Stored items
-.-.-

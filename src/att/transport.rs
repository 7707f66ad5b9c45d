//! Outbound transmission contract (spec.md §4.5 "Transmit contract").

use super::{pdus::AttPdu, AttError, ErrorCode, Handle};
use crate::bytes::{ByteWriter, ToBytes};
use crate::Error;

/// An outbound transport for framed ATT PDUs.
///
/// Implemented by the L2CAP layer (out of scope, §1) in a real stack; this core only depends on
/// this narrow interface so it can be tested without one.
pub trait TransmitPort {
    /// Whether the underlying connection is still alive.
    ///
    /// The default assumes a connected transport; implementations backed by a channel that can
    /// be torn down mid-handler should override this.
    fn is_connected(&self) -> bool {
        true
    }

    /// Hands a fully framed PDU to the transport for transmission.
    ///
    /// Returns `Err(())` if the underlying transport could not accept the PDU (eg. its queue is
    /// full); this never happens because the connection vanished (see `is_connected`).
    fn transmit(&mut self, pdu: &[u8]) -> Result<(), ()>;
}

/// Encodes `pdu` into `buf` and hands it to `port`, applying the transmit contract of spec.md
/// §4.5: silently drop if not connected; on a transmit failure, retry once with an
/// `UnlikelyError` Error Response addressed at the PDU's own opcode/handle.
pub fn send(port: &mut dyn TransmitPort, buf: &mut [u8], pdu: &AttPdu<'_>) {
    if !port.is_connected() {
        return;
    }

    match encode(buf, pdu) {
        Ok(len) => {
            if port.transmit(&buf[..len]).is_err() {
                send_unlikely_error(port, buf, pdu.opcode().raw(), Handle::NULL);
            }
        }
        Err(_) => {
            // The PDU was already size-checked against the negotiated MTU by its builder; an
            // encoding failure here means that invariant was violated, which is a programming
            // error in this crate rather than something a peer can trigger.
            unreachable!("outbound PDU exceeded its own size check");
        }
    }
}

fn encode(buf: &mut [u8], pdu: &AttPdu<'_>) -> Result<usize, Error> {
    let mut writer = ByteWriter::new(buf);
    let space_before = writer.space_left();
    pdu.to_bytes(&mut writer)?;
    Ok(space_before - writer.space_left())
}

fn send_unlikely_error(port: &mut dyn TransmitPort, buf: &mut [u8], opcode: u8, handle: Handle) {
    use super::pdus::Opcode;

    let err = AttPdu::ErrorRsp {
        opcode: Opcode::from(opcode),
        handle,
        error_code: ErrorCode::UnlikelyError,
    };
    if let Ok(len) = encode(buf, &err) {
        let _ = port.transmit(&buf[..len]);
    }
}

/// Convenience used by the dispatcher to turn a handler's `Result<(), AttError>` into the PDU
/// actually sent, applying the "drop silently if not connected" and error-framing rules.
pub fn send_result(
    port: &mut dyn TransmitPort,
    buf: &mut [u8],
    provoking_opcode: super::Opcode,
    result: Result<AttPdu<'_>, AttError>,
) {
    if !port.is_connected() {
        return;
    }

    match result {
        Ok(pdu) => send(port, buf, &pdu),
        Err(att_err) => send(
            port,
            buf,
            &AttPdu::ErrorRsp {
                opcode: provoking_opcode,
                handle: att_err.handle(),
                error_code: att_err.error_code(),
            },
        ),
    }
}

#[cfg(test)]
mod tests {
    use super::*;
    use super::super::Opcode;

    struct FakePort {
        connected: bool,
        fail_next: bool,
        sent: Vec<Vec<u8>>,
    }

    impl TransmitPort for FakePort {
        fn is_connected(&self) -> bool {
            self.connected
        }

        fn transmit(&mut self, pdu: &[u8]) -> Result<(), ()> {
            if self.fail_next {
                self.fail_next = false;
                return Err(());
            }
            self.sent.push(pdu.to_vec());
            Ok(())
        }
    }

    #[test]
    fn drops_silently_when_not_connected() {
        let mut port = FakePort {
            connected: false,
            fail_next: false,
            sent: Vec::new(),
        };
        let mut buf = [0u8; 32];
        send_result(
            &mut port,
            &mut buf,
            Opcode::ReadReq,
            Ok(AttPdu::WriteRsp),
        );
        assert!(port.sent.is_empty());
    }

    #[test]
    fn retries_with_unlikely_error_on_transmit_failure() {
        let mut port = FakePort {
            connected: true,
            fail_next: true,
            sent: Vec::new(),
        };
        let mut buf = [0u8; 32];
        send_result(
            &mut port,
            &mut buf,
            Opcode::ReadReq,
            Ok(AttPdu::WriteRsp),
        );
        assert_eq!(port.sent.len(), 1);
        assert_eq!(port.sent[0][0], Opcode::ErrorRsp.raw());
        assert_eq!(port.sent[0][4], u8::from(ErrorCode::UnlikelyError));
    }

    #[test]
    fn error_result_is_framed_as_error_response() {
        let mut port = FakePort {
            connected: true,
            fail_next: false,
            sent: Vec::new(),
        };
        let mut buf = [0u8; 32];
        send_result(
            &mut port,
            &mut buf,
            Opcode::ReadReq,
            Err(AttError::new(ErrorCode::InvalidHandle, Handle::from_raw(5))),
        );
        assert_eq!(
            port.sent[0],
            vec![0x01, Opcode::ReadReq.raw(), 0x05, 0x00, 0x01]
        );
    }
}
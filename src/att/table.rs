//! Attribute Table and Handle Allocator (spec.md §4.1).

use super::{pdus::ErrorCode, AttError, AttUuid, Attribute, Handle, HandleRange};
use crate::uuid::Uuid16;

/// Primary Service declaration UUID (0x2800).
pub const PRIMARY_SERVICE: Uuid16 = Uuid16(0x2800);
/// Secondary Service declaration UUID (0x2801).
pub const SECONDARY_SERVICE: Uuid16 = Uuid16(0x2801);

/// Returns whether `uuid` names a valid grouping attribute usable in *Read By Group Type*
/// requests. Only Primary and Secondary Service are (spec.md §4.2).
pub fn is_grouping_type(uuid: AttUuid) -> bool {
    uuid == PRIMARY_SERVICE || uuid == SECONDARY_SERVICE
}

/// An append-only, insertion-ordered table of [`Attribute`]s, indexed by [`Handle`].
///
/// `N` is the table's fixed capacity (a const generic, the idiomatic replacement for NimBLE's
/// compile-time `MYNEWT_VAL(BLE_ATT_SVR_MAX_ATTRS)`). Handles are assigned monotonically
/// starting at [`Handle::FIRST`]; attempting to register past the handle space (`0xFFFE`) is a
/// fatal error (spec.md §3: "fails fatally if the handle space would wrap").
pub struct AttributeTable<const N: usize> {
    attrs: heapless::Vec<Attribute, N>,
    next_handle: Option<Handle>,
}

impl<const N: usize> AttributeTable<N> {
    /// Creates an empty table.
    pub fn new() -> Self {
        Self {
            attrs: heapless::Vec::new(),
            next_handle: Some(Handle::FIRST),
        }
    }

    /// Registers a new attribute with a 128-bit type UUID, returning its freshly allocated
    /// handle.
    ///
    /// # Panics
    ///
    /// Panics if the handle space is exhausted (spec.md §7: "invariant violation ... → fatal
    /// (process abort)"). This can only happen after roughly 65,000 registrations, all of which
    /// happen at startup in any realistic deployment.
    pub fn register(
        &mut self,
        att_type: AttUuid,
        permissions: super::Permissions,
        access_cb: super::AccessCallback,
        cb_arg: usize,
    ) -> Result<Handle, AttError> {
        let handle = match self.next_handle {
            Some(handle) => handle,
            None => {
                error!("attribute handle space exhausted");
                panic!("attribute handle allocator exhausted");
            }
        };

        let attr = Attribute {
            att_type,
            handle,
            permissions,
            access_cb,
            cb_arg,
        };

        self.attrs
            .push(attr)
            .map_err(|_| AttError::new(ErrorCode::InsufficientResources, Handle::NULL))?;

        self.next_handle = handle.next();
        debug!("registered attribute {:?} at {:?}", att_type, handle);
        Ok(handle)
    }

    /// Like [`register`](Self::register), but takes a 16-bit UUID alias, expanded to its
    /// 128-bit form via the Bluetooth Base UUID before being stored (spec.md §4.1).
    pub fn register_by_uuid16(
        &mut self,
        att_type: Uuid16,
        permissions: super::Permissions,
        access_cb: super::AccessCallback,
        cb_arg: usize,
    ) -> Result<Handle, AttError> {
        self.register(AttUuid::from(att_type), permissions, access_cb, cb_arg)
    }

    /// Finds the attribute with the given handle.
    pub fn find_by_handle(&self, handle: Handle) -> Option<&Attribute> {
        self.attrs.iter().find(|a| a.handle == handle)
    }

    /// Cursor-style scan for the next attribute (after `after`, exclusive) whose type equals
    /// `uuid`.
    ///
    /// Passing `None` starts the scan from the beginning of the table.
    pub fn find_by_uuid(&self, after: Option<Handle>, uuid: AttUuid) -> Option<&Attribute> {
        let start = match after {
            Some(h) => self
                .attrs
                .iter()
                .position(|a| a.handle == h)
                .map_or(self.attrs.len(), |i| i + 1),
            None => 0,
        };
        self.attrs[start..].iter().find(|a| a.att_type == uuid)
    }

    /// Iterates every attribute whose handle falls within `range`, in ascending handle order.
    pub fn attrs_in_range(&self, range: &HandleRange) -> impl Iterator<Item = &Attribute> {
        self.attrs.iter().filter(move |a| range.contains(a.handle))
    }

    /// For a grouping attribute at `start` (must satisfy [`is_grouping_type`]), returns the
    /// handle of the last attribute belonging to its group: every attribute up to, but
    /// excluding, the next grouping attribute, or [`Handle::RESERVED`] (`0xFFFF`) if `start`'s
    /// group runs to the end of the table (spec.md §4.2 "Read By Group Type Request").
    pub fn group_end(&self, start: Handle) -> Handle {
        let mut iter = self.attrs.iter().skip_while(|a| a.handle != start);
        iter.next(); // skip the grouping attribute itself

        let mut last = start;
        for attr in iter {
            if is_grouping_type(attr.att_type) {
                return last;
            }
            last = attr.handle;
        }
        // Ran off the end of the table without finding another grouping attribute: per
        // spec.md §4.2, the group's end handle is emitted as 0xFFFF in this case.
        Handle::RESERVED
    }

    /// Number of registered attributes.
    pub fn len(&self) -> usize {
        self.attrs.len()
    }

    pub fn is_empty(&self) -> bool {
        self.attrs.is_empty()
    }
}

impl<const N: usize> Default for AttributeTable<N> {
    fn default() -> Self {
        Self::new()
    }
}

#[cfg(test)]
mod tests {
    use super::*;
    use crate::att::{AccessContext, AccessResult, Operation, Permissions};
    use crate::uuid::Uuid16;

    fn cb(ctx: &mut AccessContext<'_>, _arg: usize) -> AccessResult {
        match ctx.operation {
            Operation::Read => AccessResult::Ok { data: b"" },
            Operation::Write => AccessResult::Ok { data: &[] },
        }
    }

    #[test]
    fn handles_are_monotone() {
        let mut table: AttributeTable<8> = AttributeTable::new();
        let h1 = table
            .register_by_uuid16(Uuid16(0x2800), Permissions::READ, cb, 0)
            .unwrap();
        let h2 = table
            .register_by_uuid16(Uuid16(0x2803), Permissions::READ, cb, 0)
            .unwrap();
        assert_eq!(h1.as_u16() + 1, h2.as_u16());
    }

    #[test]
    fn find_by_uuid_cursor_advances() {
        let mut table: AttributeTable<8> = AttributeTable::new();
        let h1 = table
            .register_by_uuid16(Uuid16(0x2800), Permissions::READ, cb, 0)
            .unwrap();
        let h2 = table
            .register_by_uuid16(Uuid16(0x2800), Permissions::READ, cb, 0)
            .unwrap();

        let first = table.find_by_uuid(None, AttUuid::from(Uuid16(0x2800))).unwrap();
        assert_eq!(first.handle, h1);
        let second = table
            .find_by_uuid(Some(first.handle), AttUuid::from(Uuid16(0x2800)))
            .unwrap();
        assert_eq!(second.handle, h2);
        assert!(table
            .find_by_uuid(Some(second.handle), AttUuid::from(Uuid16(0x2800)))
            .is_none());
    }

    #[test]
    fn group_end_stops_before_next_group() {
        let mut table: AttributeTable<8> = AttributeTable::new();
        let svc1 = table
            .register_by_uuid16(Uuid16(0x2800), Permissions::READ, cb, 0)
            .unwrap();
        table
            .register_by_uuid16(Uuid16(0x2803), Permissions::READ, cb, 0)
            .unwrap();
        let last = table
            .register_by_uuid16(Uuid16(0x2803), Permissions::READ, cb, 0)
            .unwrap();
        table
            .register_by_uuid16(Uuid16(0x2800), Permissions::READ, cb, 0)
            .unwrap();

        assert_eq!(table.group_end(svc1), last);
    }

    #[test]
    fn group_end_is_reserved_at_table_end() {
        let mut table: AttributeTable<8> = AttributeTable::new();
        let svc = table
            .register_by_uuid16(Uuid16(0x2800), Permissions::READ, cb, 0)
            .unwrap();
        assert_eq!(table.group_end(svc), Handle::RESERVED);
    }
}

-.-.-

- [Brief]
The output must consist solely of the lines from the first line of the records through the line containing "channel that can", reproduced exactly.

- [Answer area]
filename src/att/transport.rs
repository 7707f66ad5b9c45d
//! Outbound transmission contract (spec.md §4.5 "Transmit contract").

use super::{pdus::AttPdu, AttError, ErrorCode, Handle};
use crate::bytes::{ByteWriter, ToBytes};
use crate::Error;

/// An outbound transport for framed ATT PDUs.
///
/// Implemented by the L2CAP layer (out of scope, §1) in a real stack; this core only depends on
/// this narrow interface so it can be tested without one.
pub trait TransmitPort {
    /// Whether the underlying connection is still alive.
    ///
    /// The default assumes a connected transport; implementations backed by a channel that can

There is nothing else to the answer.